Overall, Kaiser said it has taken numerous steps to address this issue for its patients. It routinely receives high marks for its performance, and policymakers often hold up the company as a model for how it coordinates care across its network of hospitals and physician offices. It was the only HMO to earn a top four-star rating for providing recommended care in California's recent report card on health plans.
"We have a lot of expertise in house, but there are situations where either something is very rare or the technology is so new or complicated where we just refer the patient out," said Joanne Schottinger, a Kaiser Permanente
She said Kaiser has agreements with several outside medical centers to supplement its care. For instance, it sends patients to
Still, patients have filed 280 complaints against Kaiser related to problems they had reaching a specialist since 2008, according to the California Department of Managed Health Care.

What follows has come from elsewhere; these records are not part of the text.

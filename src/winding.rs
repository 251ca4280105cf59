// Copyright © 2018 Cormac O'Brien
//
// Permission is hereby granted, free of charge, to any person obtaining a copy
// of this software and associated documentation files (the "Software"), to deal
// in the Software without restriction, including without limitation the rights
// to use, copy, modify, merge, publish, distribute, sublicense, and/or sell
// copies of the Software, and to permit persons to whom the Software is
// furnished to do so, subject to the following conditions:
//
// The above copyright notice and this permission notice shall be included in
// all copies or substantial portions of the Software.
//
// THE SOFTWARE IS PROVIDED "AS IS", WITHOUT WARRANTY OF ANY KIND, EXPRESS OR
// IMPLIED, INCLUDING BUT NOT LIMITED TO THE WARRANTIES OF MERCHANTABILITY,
// FITNESS FOR A PARTICULAR PURPOSE AND NONINFRINGEMENT. IN NO EVENT SHALL THE
// AUTHORS OR COPYRIGHT HOLDERS BE LIABLE FOR ANY CLAIM, DAMAGES OR OTHER
// LIABILITY, WHETHER IN AN ACTION OF CONTRACT, TORT OR OTHERWISE, ARISING FROM,
// OUT OF OR IN CONNECTION WITH THE SOFTWARE OR THE USE OR OTHER DEALINGS IN THE
// SOFTWARE.

//! Convex polygon windings (C1).
//!
//! A winding is an ordered ring of at least 3 coplanar points. Splits never
//! throw: a fully degenerate result collapses to `None` and the caller
//! decides what that means (`spec.md` §7, "local operations never throw out").

use cgmath::{InnerSpace, Vector3};

use crate::math::bounds;
use crate::plane::{Plane, PlaneSide};

const HUGE_EXTENT: f32 = 1.0e5;

#[derive(Clone, Debug, PartialEq)]
pub struct Winding {
    points: Vec<Vector3<f32>>,
}

#[derive(Copy, Clone, Debug, Eq, PartialEq)]
pub enum WindingSide {
    Front,
    Back,
    Cross,
    On,
}

impl Winding {
    pub fn new(points: Vec<Vector3<f32>>) -> Winding {
        Winding { points }
    }

    pub fn points(&self) -> &[Vector3<f32>] {
        &self.points
    }

    pub fn len(&self) -> usize {
        self.points.len()
    }

    pub fn is_empty(&self) -> bool {
        self.points.is_empty()
    }

    pub fn is_degenerate(&self) -> bool {
        self.points.len() < 3 || self.area() < 1e-6
    }

    /// Builds a large winding lying in `plane`, big enough to be clipped
    /// down to any brush side or node portal by subsequent half-space
    /// intersections. Mirrors the classic "base winding for plane" routine.
    pub fn base_for_plane(plane: &Plane) -> Winding {
        // find the component of the normal with the largest magnitude and
        // build two orthogonal axes from it.
        let normal = plane.normal;
        let mut up = if normal.x.abs() > normal.y.abs() && normal.x.abs() > normal.z.abs() {
            Vector3::new(0.0, 0.0, 1.0)
        } else {
            Vector3::new(1.0, 0.0, 0.0)
        };

        let v = up.dot(normal);
        up -= normal * v;
        let up = up.normalize() * HUGE_EXTENT;
        let right = normal.cross(up);

        let org = normal * plane.dist;

        Winding::new(vec![
            org - right + up,
            org + right + up,
            org + right - up,
            org - right - up,
        ])
    }

    pub fn area(&self) -> f32 {
        if self.points.len() < 3 {
            return 0.0;
        }
        let mut total = Vector3::new(0.0, 0.0, 0.0);
        for i in 1..self.points.len() - 1 {
            let a = self.points[i] - self.points[0];
            let b = self.points[i + 1] - self.points[0];
            total += a.cross(b);
        }
        total.magnitude() * 0.5
    }

    pub fn bounds(&self) -> (Vector3<f32>, Vector3<f32>) {
        bounds(&self.points)
    }

    pub fn reverse(&self) -> Winding {
        let mut points = self.points.clone();
        points.reverse();
        Winding::new(points)
    }

    /// Classifies this winding against `plane` within `epsilon`.
    pub fn side(&self, plane: &Plane, epsilon: f32) -> WindingSide {
        let mut front = 0;
        let mut back = 0;
        for p in &self.points {
            match plane.point_side(*p, epsilon) {
                PlaneSide::Front => front += 1,
                PlaneSide::Back => back += 1,
                PlaneSide::On => (),
            }
        }

        match (front > 0, back > 0) {
            (false, false) => WindingSide::On,
            (true, false) => WindingSide::Front,
            (false, true) => WindingSide::Back,
            (true, true) => WindingSide::Cross,
        }
    }

    /// Splits this winding against `plane`, returning `(front, back)`.
    /// Either half may be `None` if the winding lies entirely on the other
    /// side. Splitting a winding by its own plane returns the input
    /// unchanged on the front half (ON classification, `spec.md` §8).
    pub fn split(&self, plane: &Plane, epsilon: f32) -> (Option<Winding>, Option<Winding>) {
        let n = self.points.len();
        let mut dists = Vec::with_capacity(n);
        let mut sides = Vec::with_capacity(n);

        let mut front_count = 0;
        let mut back_count = 0;

        for p in &self.points {
            let d = plane.point_dist(*p);
            dists.push(d);
            let side = if d > epsilon {
                front_count += 1;
                WindingSide::Front
            } else if d < -epsilon {
                back_count += 1;
                WindingSide::Back
            } else {
                WindingSide::On
            };
            sides.push(side);
        }

        if front_count == 0 && back_count == 0 {
            // entirely on-plane: treat as front, matching the convention
            // that a zero-distance point is on the positive side.
            return (Some(self.clone()), None);
        }
        if front_count == 0 {
            return (None, Some(self.clone()));
        }
        if back_count == 0 {
            return (Some(self.clone()), None);
        }

        let mut front_pts = Vec::with_capacity(n + 4);
        let mut back_pts = Vec::with_capacity(n + 4);

        for i in 0..n {
            let cur = self.points[i];
            let cur_side = sides[i];

            match cur_side {
                WindingSide::On => {
                    front_pts.push(cur);
                    back_pts.push(cur);
                    continue;
                }
                WindingSide::Front => front_pts.push(cur),
                WindingSide::Back => back_pts.push(cur),
                WindingSide::Cross => unreachable!(),
            }

            let next_i = (i + 1) % n;
            let next_side = sides[next_i];
            if next_side == WindingSide::On || next_side == cur_side {
                continue;
            }

            // edge crosses the plane: compute the intersection point.
            let next = self.points[next_i];
            let t = dists[i] / (dists[i] - dists[next_i]);
            let mid = cur + (next - cur) * t;
            front_pts.push(mid);
            back_pts.push(mid);
        }

        let front = if front_pts.len() >= 3 {
            Some(Winding::new(front_pts))
        } else {
            None
        };
        let back = if back_pts.len() >= 3 {
            Some(Winding::new(back_pts))
        } else {
            None
        };

        (front, back)
    }

    /// Clips this winding in place to the front half-space of `plane`.
    /// Returns `None` if nothing survives.
    pub fn clip(&self, plane: &Plane, epsilon: f32) -> Option<Winding> {
        self.split(plane, epsilon).0
    }
}
// Copyright © 2018 Cormac O'Brien
//
// Permission is hereby granted, free of charge, to any person obtaining a copy of this software
// and associated documentation files (the "Software"), to deal in the Software without
// restriction, including without limitation the rights to use, copy, modify, merge, publish,
// distribute, sublicense, and/or sell copies of the Software, and to permit persons to whom the
// Software is furnished to do so, subject to the following conditions:
//
// The above copyright notice and this permission notice shall be included in all copies or
// substantial portions of the Software.
//
// THE SOFTWARE IS PROVIDED "AS IS", WITHOUT WARRANTY OF ANY KIND, EXPRESS OR IMPLIED, INCLUDING
// BUT NOT LIMITED TO THE WARRANTIES OF MERCHANTABILITY, FITNESS FOR A PARTICULAR PURPOSE AND
// NONINFRINGEMENT. IN NO EVENT SHALL THE AUTHORS OR COPYRIGHT HOLDERS BE LIABLE FOR ANY CLAIM,
// DAMAGES OR OTHER LIABILITY, WHETHER IN AN ACTION OF CONTRACT, TORT OR OTHERWISE, ARISING FROM,
// OUT OF OR IN CONNECTION WITH THE SOFTWARE OR THE USE OR OTHER DEALINGS IN THE SOFTWARE.

//! Error types for the map compiler core.
//!
//! Local geometric operations (winding splits, flood steps) never return
//! `Result` — they return sentinel values consumed by their caller. Only
//! entity- and compiler-level operations return `Result<_, DmapError>`.

use std::fmt::{self, Display};

use failure::{Backtrace, Context, Fail};

#[derive(Debug)]
pub struct DmapError {
    inner: Context<DmapErrorKind>,
}

impl DmapError {
    pub fn kind(&self) -> DmapErrorKind {
        self.inner.get_context().clone()
    }
}

impl From<DmapErrorKind> for DmapError {
    fn from(kind: DmapErrorKind) -> Self {
        DmapError {
            inner: Context::new(kind),
        }
    }
}

impl From<Context<DmapErrorKind>> for DmapError {
    fn from(inner: Context<DmapErrorKind>) -> Self {
        DmapError { inner }
    }
}

impl Fail for DmapError {
    fn cause(&self) -> Option<&dyn Fail> {
        self.inner.cause()
    }

    fn backtrace(&self) -> Option<&Backtrace> {
        self.inner.backtrace()
    }
}

impl Display for DmapError {
    fn fmt(&self, f: &mut fmt::Formatter) -> fmt::Result {
        Display::fmt(&self.inner, f)
    }
}

#[derive(Clone, Eq, PartialEq, Debug, Fail)]
pub enum DmapErrorKind {
    #[fail(display = "entity {}: flood reached the outside (leak)", entity)]
    Leak { entity: usize },

    #[fail(display = "entity {}, brush {}: side winding failed to materialize", entity, brush)]
    BadBrush { entity: usize, brush: usize },

    #[fail(
        display = "areaportal side {} connects {} areas, expected exactly 2",
        side, area_count
    )]
    InvalidAreaportal { side: usize, area_count: usize },

    #[fail(display = "invalid usage: {}", _0)]
    Usage(String),

    #[fail(display = "I/O error: {}", _0)]
    Io(String),
}

impl From<std::io::Error> for DmapError {
    fn from(err: std::io::Error) -> Self {
        DmapErrorKind::Io(err.to_string()).into()
    }
}

#[cfg(test)]
mod test {
    use super::*;

    #[test]
    fn test_leak_display() {
        let err: DmapError = DmapErrorKind::Leak { entity: 3 }.into();
        assert_eq!(err.kind(), DmapErrorKind::Leak { entity: 3 });
        assert_eq!(format!("{}", err), "entity 3: flood reached the outside (leak)");
    }
}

That's more than three times as many complaints as the second-highest insurer, Anthem Blue Cross, which had 84 patient grievances for the same period.
Even adjusting for its larger enrollment, Kaiser's rate of complaints was higher than that of its closest rivals on a per-member basis in four of the last five years. Kaiser has about 6.6 million customers in the state.
"The whole premise of managed care is that you're accepting a restricted network, but only on the condition the network is adequate," said Anthony Wright, executive director of Health Access, a consumer advocacy group. "At Kaiser, some feel restricted in getting the care they need."
Jane Cooper, chief executive of Patient Care, a Milwaukee firm that helps insured workers in coverage disputes, said many health plans remain too rigid.
"I don't think access to specialty care for challenging conditions is getting any easier," she said.
Afshar and his wife, Maryam, joined Kaiser's HMO when he took a computer engineering job at the company in 2005 in Pasadena. He left his job there in 2007 but held on to the insurance and paid the premiums.
Afshar said he was first diagnosed with Castleman's disease in 2005. But the symptoms remained mild until early last year when he began having difficulty breathing and felt pain in his abdomen.
Afshar said his doctors at Kaiser told him they had never treated a case of Castleman's disease. Searching for clues about his condition, Afshar stumbled upon Frits van Rhee, a physician and expert on the disease at the University of Arkansas for Medical Sciences in Little Rock.
At Afshar's request, Kaiser gave him a referral to the Arkansas doctor in February 2012. Kaiser even paid for an initial round of medical tests there.
Then Kaiser sent notices saying those claims were paid erroneously, records show, and no additional treatments there would be covered. Van Rhee couldn't be reached for comment.
After the HMO's decision, Afshar sought out care at Kaiser's Los Angeles Medical Center. The doctors there gave him a mix of chemotherapy drugs similar to what the Arkansas hospital used, Afshar said, but Kaiser's treatment didn't improve his condition.
In early June, records show, Kaiser referred Afshar for outside treatment at City of Hope, a leading cancer hospital and medical research center in Duarte. But about a week later Afshar's condition had deteriorated, and Kaiser's doctors said there was nothing more they could do and they canceled the outside referral, according to his lawsuit. Afshar said they sent a chaplain to his hospital room to discuss his plans for dying at home.
"The doctor came in and said, 'It's time for you to go home and have hospice care,'" Afshar said. "I said, 'No, I won't give up that easy.'"
Afshar called Van Rhee and two days later he was back in Arkansas. He returned in January from a six-month hospital stay there, and his disease is largely in check now, though he suffers fatigue and some numbness in his legs. His medical bills are the bigger headache.
For now, the couple said, they are paying $500 a month to the Arkansas hospital and an additional $250 a month to his doctors.
"At some point, somebody will want their money," Afshar said. "We would lose everything. Two million dollars is too much for anyone."